use crate::other_bucket::OTHER_BUCKET_SEPARATOR;
use std::borrow::Borrow;
use std::fmt;

/// Addresses one branch of a nested response: the separator followed by the
/// key of every ancestor bucket, outermost first.
///
/// The root has no ancestors and is the empty string, so an ancestor keyed `""`
/// (a lone separator) can never be mistaken for it.
#[derive(Debug, Clone, Default, PartialEq, Eq, Hash, PartialOrd, Ord)]
pub struct PathKey(String);

impl PathKey {
    pub fn root() -> Self {
        PathKey(String::new())
    }

    pub fn from_keys<I, S>(keys: I) -> Self
    where
        I: IntoIterator<Item = S>,
        S: AsRef<str>,
    {
        keys.into_iter()
            .fold(PathKey::root(), |path, key| path.child(key.as_ref()))
    }

    pub fn child(&self, key: &str) -> PathKey {
        let mut path = String::with_capacity(self.0.len() + OTHER_BUCKET_SEPARATOR.len() + key.len());
        path.push_str(&self.0);
        path.push_str(OTHER_BUCKET_SEPARATOR);
        path.push_str(key);
        PathKey(path)
    }

    pub fn is_root(&self) -> bool {
        self.0.is_empty()
    }

    /// The ancestor keys this path was built from.
    pub fn segments(&self) -> Vec<&str> {
        match self.0.strip_prefix(OTHER_BUCKET_SEPARATOR) {
            Some(rest) => rest.split(OTHER_BUCKET_SEPARATOR).collect(),
            None => Vec::new(),
        }
    }

    pub fn as_str(&self) -> &str {
        &self.0
    }
}

impl Borrow<str> for PathKey {
    fn borrow(&self) -> &str {
        &self.0
    }
}

impl fmt::Display for PathKey {
    fn fmt(&self, f: &mut fmt::Formatter<'_>) -> fmt::Result {
        f.write_str(&self.0)
    }
}

impl From<PathKey> for String {
    fn from(path: PathKey) -> Self {
        path.0
    }
}
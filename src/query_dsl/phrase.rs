//! This Module is to
//! https://www.elastic.co/guide/en/elasticsearch/reference/current/query-dsl-match-query-phrase.html
//!
//! Equality filters on a single bucket value.  Fields that exist in the index
//! match with `match_phrase`; scripted fields have no indexed value to match
//! against and compare through an inline script instead (see [`ScriptFilterBuilder`]).

use crate::elasticsearch::aggregates::FieldDescriptor;
use crate::query_dsl::bool_query::BoolQuery;
use crate::query_dsl::script::ScriptFilterBuilder;
use crate::query_dsl::Filter;
use serde_json::*;

pub trait FilterBuilder: Send + Sync {
    /// The bare query clause matching documents whose `field` equals `value`.
    fn phrase_query(&self, field: &FieldDescriptor, value: &Value) -> Value;

    fn phrase_filter(&self, field: &FieldDescriptor, value: &Value) -> Filter {
        Filter::new(
            "phrase",
            &field.name,
            Some(json! {{ "query": value }}),
            self.phrase_query(field, value),
        )
    }

    /// Matches documents equal to any of `values`.
    fn phrases_filter(&self, field: &FieldDescriptor, values: &[Value]) -> Filter {
        let should = values
            .iter()
            .map(|value| self.phrase_query(field, value))
            .collect();

        Filter::new(
            "phrases",
            &field.name,
            Some(Value::Array(values.to_vec())),
            BoolQuery::should(should).to_dsl(),
        )
    }
}

pub struct MatchPhraseFilterBuilder;

impl FilterBuilder for MatchPhraseFilterBuilder {
    fn phrase_query(&self, field: &FieldDescriptor, value: &Value) -> Value {
        json! {
            {
                "match_phrase": {
                    field.name.as_str(): converted_value(field, value)
                }
            }
        }
    }
}

/// Picks the equality strategy a field supports.
pub fn filter_builder_for(field: &FieldDescriptor) -> &'static dyn FilterBuilder {
    if field.scripted {
        &ScriptFilterBuilder
    } else {
        &MatchPhraseFilterBuilder
    }
}

/// Bucket keys of boolean fields may come back as the strings `"true"`/`"false"`.
pub(crate) fn converted_value(field: &FieldDescriptor, value: &Value) -> Value {
    if field.field_type.as_deref() == Some("boolean") {
        match value.as_str() {
            Some("true") => return Value::Bool(true),
            Some("false") => return Value::Bool(false),
            _ => {}
        }
    }
    value.clone()
}
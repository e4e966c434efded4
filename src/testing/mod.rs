//! Pipelines and search responses shared by the unit tests.
//!
//! Every scenario that reads a response is run once per entry of
//! [`PROBABILITIES`]: unsampled, sampled with a probability of `1` (which is
//! the same as unsampled) and truly sampled.

use crate::elasticsearch::aggregates::*;
use crate::other_bucket::SAMPLING_AGG_NAME;
use serde_json::{json, Value};

pub(crate) const PROBABILITIES: [Option<f64>; 3] = [None, Some(1.0), Some(0.5)];

pub(crate) fn terms_config(
    id: &str,
    field: &str,
    other_bucket: bool,
    missing_bucket: bool,
) -> AggConfig {
    AggConfig::new(
        id,
        AggKind::Terms(
            TermsParams::new(FieldDescriptor::new(field), 5)
                .with_other_bucket(other_bucket)
                .with_missing_bucket(missing_bucket),
        ),
    )
}

fn sized(mut config: AggConfig, size: u32) -> AggConfig {
    if let AggKind::Terms(terms) = &mut config.kind {
        terms.size = size;
    }
    config
}

pub(crate) fn single_term() -> AggConfigs {
    AggConfigs::new(vec![terms_config("1", "machine.os.raw", true, true)]).expect("valid pipeline")
}

pub(crate) fn nested_term() -> AggConfigs {
    AggConfigs::new(vec![
        sized(terms_config("1", "geo.src", false, false), 2),
        sized(terms_config("2", "machine.os.raw", true, true), 2),
    ])
    .expect("valid pipeline")
}

/// [`nested_term`] with an other bucket on both levels.
pub(crate) fn nested_term_with_other_buckets() -> AggConfigs {
    AggConfigs::new(vec![
        sized(terms_config("1", "geo.src", true, false), 2),
        sized(terms_config("2", "machine.os.raw", true, true), 2),
    ])
    .expect("valid pipeline")
}

/// [`nested_term`] below a filters aggregation with one empty query.
pub(crate) fn filters_then_nested_term() -> AggConfigs {
    let mut aggs = vec![AggConfig::new(
        "0",
        AggKind::Filters(FiltersParams {
            filters: vec![FilterEntry::new("", "")],
        }),
    )];
    aggs.extend(nested_term().aggs);
    AggConfigs::new(aggs).expect("valid pipeline")
}

pub(crate) fn wrap_response(aggregations: Value) -> Value {
    json! {
        {
            "took": 3,
            "timed_out": false,
            "_shards": { "total": 1, "successful": 1, "skipped": 0, "failed": 0 },
            "hits": { "total": 14005, "max_score": 0, "hits": [] },
            "aggregations": aggregations,
            "status": 200
        }
    }
}

fn os_buckets(counts: [u64; 3], sum_other_doc_count: u64) -> Value {
    json! {
        {
            "doc_count_error_upper_bound": 0,
            "sum_other_doc_count": sum_other_doc_count,
            "buckets": [
                { "key": "ios", "doc_count": counts[0] },
                { "key": "win xp", "doc_count": counts[1] },
                { "key": "__missing__", "doc_count": counts[2] }
            ]
        }
    }
}

fn countries(sum_other_doc_count: u64) -> Value {
    json! {
        {
            "doc_count_error_upper_bound": 0,
            "sum_other_doc_count": 8325,
            "buckets": [
                {
                    "2": os_buckets([2850, 2830, 1430], sum_other_doc_count),
                    "key": "US-with-dash",
                    "doc_count": 2850
                },
                {
                    "2": os_buckets([1850, 1830, 130], sum_other_doc_count),
                    "key": "IN-with-dash",
                    "doc_count": 2830
                }
            ]
        }
    }
}

pub(crate) fn single_term_response() -> Value {
    wrap_response(json!({ "1": os_buckets([2850, 2830, 1430], 8325) }))
}

pub(crate) fn nested_term_response() -> Value {
    wrap_response(json!({ "1": countries(8325) }))
}

pub(crate) fn exhaustive_nested_term_response() -> Value {
    wrap_response(json!({ "1": countries(0) }))
}

/// [`nested_term_response`] with a third country keyed `""`.
pub(crate) fn nested_term_response_with_empty_key() -> Value {
    let mut response = nested_term_response();
    if let Some(buckets) = response["aggregations"]["1"]["buckets"].as_array_mut() {
        buckets.push(json! {
            {
                "2": os_buckets([1850, 1830, 130], 8325),
                "key": "",
                "doc_count": 2830
            }
        });
    }
    response
}

/// [`nested_term_response_with_empty_key`] whose third country also has an
/// operating system keyed `""`.
pub(crate) fn nested_term_response_with_empty_keys() -> Value {
    let mut response = nested_term_response_with_empty_key();
    if let Some(buckets) = response["aggregations"]["1"]["buckets"][2]["2"]["buckets"].as_array_mut() {
        buckets.push(json!({ "key": "", "doc_count": 130 }));
    }
    response
}

pub(crate) fn filters_then_nested_term_response() -> Value {
    wrap_response(json! {
        {
            "0": {
                "buckets": {
                    "*": {
                        "1": countries(8325),
                        "doc_count": 1148
                    }
                }
            }
        }
    })
}

pub(crate) fn single_other_response() -> Value {
    wrap_response(json!({ "other-filter": { "buckets": { "": { "doc_count": 2805 } } } }))
}

pub(crate) fn nested_other_response() -> Value {
    wrap_response(json! {
        {
            "other-filter": {
                "buckets": {
                    "╰┄►US-with-dash": { "doc_count": 2805 },
                    "╰┄►IN-with-dash": { "doc_count": 2804 }
                }
            }
        }
    })
}

pub(crate) fn sampled(configs: AggConfigs, probability: Option<f64>) -> AggConfigs {
    match probability {
        Some(probability) => configs.with_sampling(probability, None),
        None => configs,
    }
}

/// Moves the aggregations of `response` under the sampling node, the way a
/// sampled search returns them.
pub(crate) fn sampled_response(mut response: Value, probability: Option<f64>) -> Value {
    if !matches!(probability, Some(probability) if probability != 1.0) {
        return response;
    }
    if let Some(aggregations) = response.get_mut("aggregations") {
        let unsampled = aggregations.take();
        *aggregations = json!({ SAMPLING_AGG_NAME: unsampled });
    }
    response
}

pub(crate) fn top_aggregations(response: &Value, probability: Option<f64>) -> &Value {
    match probability {
        Some(probability) if probability != 1.0 => &response["aggregations"][SAMPLING_AGG_NAME],
        _ => &response["aggregations"],
    }
}
//! This Module is to build...
//! https://www.elastic.co/guide/en/elasticsearch/reference/7.9/search-aggregations-bucket-filters-aggregation.html
//!
//! Returns the body of a Filters ES aggregation

use crate::elasticsearch::aggregates::FiltersParams;
use serde_json::*;

pub(crate) fn filters_agg(params: &FiltersParams) -> Value {
    let mut filters_map = Map::new();
    for entry in &params.filters {
        filters_map.insert(entry.key().to_string(), entry.query());
    }

    json! {
        {
            "filters": {
                "filters": filters_map
            }
        }
    }
}
//! This Module is to
//! https://www.elastic.co/guide/en/elasticsearch/reference/current/query-dsl-script-query.html
//!
//! Equality on scripted fields, which have no indexed value to match against.

use crate::elasticsearch::aggregates::FieldDescriptor;
use crate::query_dsl::phrase::{converted_value, FilterBuilder};
use serde::*;
use serde_json::*;
use tracing::warn;

#[derive(Serialize)]
struct InlineScript<'a> {
    source: String,
    #[serde(skip_serializing_if = "Option::is_none")]
    lang: Option<&'a str>,
    params: Value,
}

pub struct ScriptFilterBuilder;

impl ScriptFilterBuilder {
    /// Painless scripts may return a list of values, any of which can match.
    fn inline_script(field: &FieldDescriptor) -> String {
        let script = match field.script.as_deref() {
            Some(script) => script,
            None => {
                warn!(field = %field.name, "scripted field has no script");
                "undefined"
            }
        };
        if field.is_painless() {
            format!(
                "boolean compare(Supplier s, def v) {{if(s.get() instanceof List){{List list = s.get(); \
                 for(def k : list){{if(k==v){{return true;}}}}return false;}}else{{return s.get() == v;}}}}\
                 compare(() -> {{ {script} }}, params.value);"
            )
        } else {
            format!("({script}) == value")
        }
    }
}

impl FilterBuilder for ScriptFilterBuilder {
    fn phrase_query(&self, field: &FieldDescriptor, value: &Value) -> Value {
        let script = InlineScript {
            source: ScriptFilterBuilder::inline_script(field),
            lang: field.lang.as_deref(),
            params: json! {{ "value": converted_value(field, value) }},
        };

        json! {
            {
                "script": {
                    "script": script
                }
            }
        }
    }
}
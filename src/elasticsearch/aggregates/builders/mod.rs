//! Turns an [`AggConfigs`] pipeline into the `aggs` object of a search request.
//!
//! Bucket aggregations nest in pipeline order, each one receiving the next as a
//! child.  Metric aggregations land under the deepest bucket, or under every
//! bucket level when the pipeline is hierarchical.

use crate::elasticsearch::aggregates::{AggConfig, AggConfigs, AggKind, TermsParams};
use crate::other_bucket::sampling::wrap_request;
use serde_json::{Map, Value};
use tracing::warn;

pub(crate) mod filters;
pub(crate) mod histogram;
pub(crate) mod metrics;
pub(crate) mod sampler;
pub(crate) mod terms;

pub(crate) fn make_children_map(children: Vec<(String, Value)>) -> Map<String, Value> {
    let mut map = Map::new();
    map.extend(children);
    map
}

impl AggConfig {
    /// The DSL body of this aggregation alone, without children.  `count`
    /// has none as it is read from each bucket's `doc_count`.
    ///
    /// Out of its pipeline a terms aggregation ordered by a metric falls back
    /// to `_count`; [`AggConfigs::to_dsl`] resolves the metric.
    pub fn to_dsl(&self) -> Option<Value> {
        self.dsl_ordered_by(None)
    }

    fn dsl_ordered_by(&self, order_agg: Option<&AggConfig>) -> Option<Value> {
        match &self.kind {
            AggKind::Terms(params) => Some(terms::terms_agg(params, order_key(params, order_agg))),
            AggKind::Filters(params) => Some(filters::filters_agg(params)),
            AggKind::Histogram(params) => Some(histogram::histogram_agg(params)),
            AggKind::Count => None,
            AggKind::Avg(params) => Some(metrics::metric_agg("avg", params)),
            AggKind::Sum(params) => Some(metrics::metric_agg("sum", params)),
            AggKind::Min(params) => Some(metrics::metric_agg("min", params)),
            AggKind::Max(params) => Some(metrics::metric_agg("max", params)),
            AggKind::Cardinality(params) => Some(metrics::metric_agg("cardinality", params)),
        }
    }
}

/// `_key`, `_count`, or the id of `order_agg`.  A `count` metric is the
/// bucket's own `doc_count`.
fn order_key<'a>(params: &TermsParams, order_agg: Option<&'a AggConfig>) -> &'a str {
    if params.order_by.as_deref() == Some("_key") {
        return "_key";
    }
    match order_agg {
        Some(agg) if !matches!(agg.kind, AggKind::Count) => agg.id.as_str(),
        _ => "_count",
    }
}

/// The enabled metric aggregation `agg` orders its buckets by, if any.
fn find_order_agg<'a>(agg: &AggConfig, metrics: &[&'a AggConfig]) -> Option<&'a AggConfig> {
    let order_by = agg.kind.as_terms()?.order_by.as_deref()?;
    if order_by == "_key" || order_by == "_count" {
        return None;
    }

    let found = metrics.iter().copied().find(|metric| metric.id == order_by);
    if found.is_none() {
        warn!(agg = %agg.id, order_by, "no enabled metric to order by, ordering by _count");
    }
    found
}

impl AggConfigs {
    /// The full `aggs` object of the primary search request, wrapped in the
    /// sampling aggregation when sampling is enabled.
    pub fn to_dsl(&self) -> Map<String, Value> {
        let buckets = self.bucket_aggs().collect::<Vec<_>>();
        let metrics = self.metric_aggs().collect::<Vec<_>>();
        let aggs = build_level(&buckets, &metrics, self.hierarchical, true);

        wrap_request(aggs, self.sampling().as_ref())
    }

    /// Everything nested below the aggregation `id`, exactly as [`to_dsl`](Self::to_dsl)
    /// places it, or `None` when nothing is.
    pub fn children_dsl(&self, id: &str) -> Option<Map<String, Value>> {
        let buckets = self.bucket_aggs().collect::<Vec<_>>();
        let position = buckets.iter().position(|agg| agg.id == id)?;
        let metrics = self.metric_aggs().collect::<Vec<_>>();

        let mut level = build_level(
            &buckets[position..],
            &metrics,
            self.hierarchical,
            position == 0,
        );
        match level.get_mut(id)?.get_mut("aggs").map(Value::take) {
            Some(Value::Object(children)) if !children.is_empty() => Some(children),
            _ => None,
        }
    }
}

fn build_level(
    buckets: &[&AggConfig],
    metrics: &[&AggConfig],
    hierarchical: bool,
    top: bool,
) -> Map<String, Value> {
    let mut children = Vec::new();

    match buckets.split_first() {
        None => children.extend(metric_children(metrics)),
        Some((first, rest)) => {
            let order_agg = find_order_agg(first, metrics);
            if let Some(mut dsl) = first.dsl_ordered_by(order_agg) {
                let mut nested = build_level(rest, metrics, hierarchical, false);
                // the metric ordered by must be a direct child
                if let Some(order_agg) = order_agg {
                    if let Some(metric) = order_agg.to_dsl() {
                        nested.entry(order_agg.id.clone()).or_insert(metric);
                    }
                }
                if !nested.is_empty() {
                    dsl["aggs"] = Value::Object(nested);
                }
                children.push((first.id.clone(), dsl));
            }

            if hierarchical && !top {
                children.extend(metric_children(metrics));
            }
        }
    }

    make_children_map(children)
}

fn metric_children(metrics: &[&AggConfig]) -> Vec<(String, Value)> {
    metrics
        .iter()
        .filter_map(|agg| agg.to_dsl().map(|dsl| (agg.id.clone(), dsl)))
        .collect()
}
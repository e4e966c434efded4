//! This Module is to
//! https://www.elastic.co/guide/en/elasticsearch/reference/current/query-dsl-exists-query.html
//!
//! Returns documents that contain an indexed value for a field.

use crate::elasticsearch::aggregates::FieldDescriptor;
use crate::query_dsl::Filter;
use serde_json::*;

pub fn build_exists_filter(field: &FieldDescriptor) -> Filter {
    Filter::new(
        "exists",
        &field.name,
        None,
        json! {
            {
                "exists": {
                    "field": field.name
                }
            }
        },
    )
}
//! This Module is to build...
//! https://www.elastic.co/guide/en/elasticsearch/reference/8.2/search-aggregations-random-sampler-aggregation.html
//!
//! Returns the body of a Random Sampler ES aggregation wrapping `children`

use serde::*;
use serde_json::*;

#[derive(Serialize)]
struct RandomSampler {
    probability: f64,
    #[serde(skip_serializing_if = "Option::is_none")]
    seed: Option<u64>,
}

pub(crate) fn random_sampler_agg(
    probability: f64,
    seed: Option<u64>,
    children: Map<String, Value>,
) -> Value {
    let sampler = RandomSampler { probability, seed };

    json! {
        {
            "random_sampler": sampler,
            "aggs": children
        }
    }
}
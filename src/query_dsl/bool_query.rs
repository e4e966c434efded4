//! This Module is to
//! https://www.elastic.co/guide/en/elasticsearch/reference/current/query-dsl-bool-query.html
//!
//! A `bool` query whose four occurrence lists are always present, even when empty

use serde::*;
use serde_json::*;

#[derive(Debug, Clone, PartialEq, Default, Serialize, Deserialize)]
pub struct BoolQuery {
    #[serde(default)]
    pub must: Vec<Value>,
    #[serde(default)]
    pub filter: Vec<Value>,
    #[serde(default)]
    pub should: Vec<Value>,
    #[serde(default)]
    pub must_not: Vec<Value>,
    #[serde(default, skip_serializing_if = "Option::is_none")]
    pub minimum_should_match: Option<u32>,
}

impl BoolQuery {
    pub fn should(clauses: Vec<Value>) -> Self {
        BoolQuery {
            should: clauses,
            minimum_should_match: Some(1),
            ..Default::default()
        }
    }

    pub fn to_dsl(&self) -> Value {
        json! {
            {
                "bool": self
            }
        }
    }
}
//! Read access to the aggregation results of a search response.
//!
//! Terms and histogram results carry their buckets as an array, each bucket
//! with its own `key`.  Filters results carry them as an object keyed by the
//! filter's name.

use serde_json::{Map, Value};

pub(crate) enum Buckets<'a> {
    List(&'a [Value]),
    Keyed(&'a Map<String, Value>),
}

impl<'a> Buckets<'a> {
    pub(crate) fn of(agg: &'a Value) -> Option<Buckets<'a>> {
        match agg.get("buckets")? {
            Value::Array(list) => Some(Buckets::List(list)),
            Value::Object(keyed) => Some(Buckets::Keyed(keyed)),
            _ => None,
        }
    }

    pub(crate) fn is_empty(&self) -> bool {
        match *self {
            Buckets::List(list) => list.is_empty(),
            Buckets::Keyed(keyed) => keyed.is_empty(),
        }
    }

    /// `(key, bucket)` pairs in response order.  Array buckets without a `key`
    /// are left out.
    pub(crate) fn entries(&self) -> Vec<(Value, &'a Value)> {
        match *self {
            Buckets::List(list) => list
                .iter()
                .filter_map(|bucket| Some((bucket.get("key")?.clone(), bucket)))
                .collect(),
            Buckets::Keyed(keyed) => keyed
                .iter()
                .map(|(key, bucket)| (Value::String(key.clone()), bucket))
                .collect(),
        }
    }
}

/// Mutable `(key, bucket)` pairs of an aggregation result, in response order.
pub(crate) fn buckets_mut(agg: &mut Value) -> Vec<(Value, &mut Value)> {
    match agg.get_mut("buckets") {
        Some(Value::Array(list)) => list
            .iter_mut()
            .filter_map(|bucket| {
                let key = bucket.get("key")?.clone();
                Some((key, bucket))
            })
            .collect(),
        Some(Value::Object(keyed)) => keyed
            .iter_mut()
            .map(|(key, bucket)| (Value::String(key.clone()), bucket))
            .collect(),
        _ => Vec::new(),
    }
}

pub(crate) fn doc_count(bucket: &Value) -> u64 {
    bucket
        .get("doc_count")
        .and_then(Value::as_u64)
        .unwrap_or_default()
}

/// Documents a terms aggregation counted but left out of its top-N buckets.
pub(crate) fn sum_other_doc_count(agg: &Value) -> u64 {
    agg.get("sum_other_doc_count")
        .and_then(Value::as_u64)
        .unwrap_or_default()
}
//! This Module is to build...
//! https://www.elastic.co/guide/en/elasticsearch/reference/7.9/search-aggregations-bucket-histogram-aggregation.html

use crate::elasticsearch::aggregates::HistogramParams;
use serde::*;
use serde_json::*;

#[derive(Serialize)]
struct Histogram<'a> {
    #[serde(skip_serializing_if = "Option::is_none")]
    field: Option<&'a str>,
    #[serde(skip_serializing_if = "Option::is_none")]
    script: Option<Value>,
    interval: f64,
    #[serde(skip_serializing_if = "Option::is_none")]
    min_doc_count: Option<u64>,
}

pub(crate) fn histogram_agg(params: &HistogramParams) -> Value {
    let field = &params.field;
    let histogram = Histogram {
        field: (!field.scripted).then_some(field.name.as_str()),
        script: field.scripted.then(|| field.script_dsl()),
        interval: params.interval,
        min_doc_count: params.min_doc_count,
    };

    json! {
        {
            "histogram": histogram
        }
    }
}

#[cfg(test)]
mod tests {
    use crate::elasticsearch::aggregates::builders::histogram::histogram_agg;
    use crate::elasticsearch::aggregates::{FieldDescriptor, HistogramParams};
    use serde_json::*;

    #[test]
    fn test_histogram_agg() {
        let params = HistogramParams {
            field: FieldDescriptor::new("bytes"),
            interval: 1000.0,
            min_doc_count: Some(1),
        };

        assert_eq!(
            histogram_agg(&params),
            json! {
                {
                    "histogram": {
                        "field": "bytes",
                        "interval": 1000.0,
                        "min_doc_count": 1
                    }
                }
            }
        );
    }
}
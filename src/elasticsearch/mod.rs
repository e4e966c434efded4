pub mod aggregates;
pub(crate) mod response;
______________________________
* [What to work on] In the preceding material, find each line holding the word "PartialEq" and copy it out.

* [Result of this exercise]
#[derive(Debug, Clone, Default, PartialEq, Eq, Hash, PartialOrd, Ord)]
#[derive(Debug, Clone, PartialEq, Default, Serialize, Deserialize)]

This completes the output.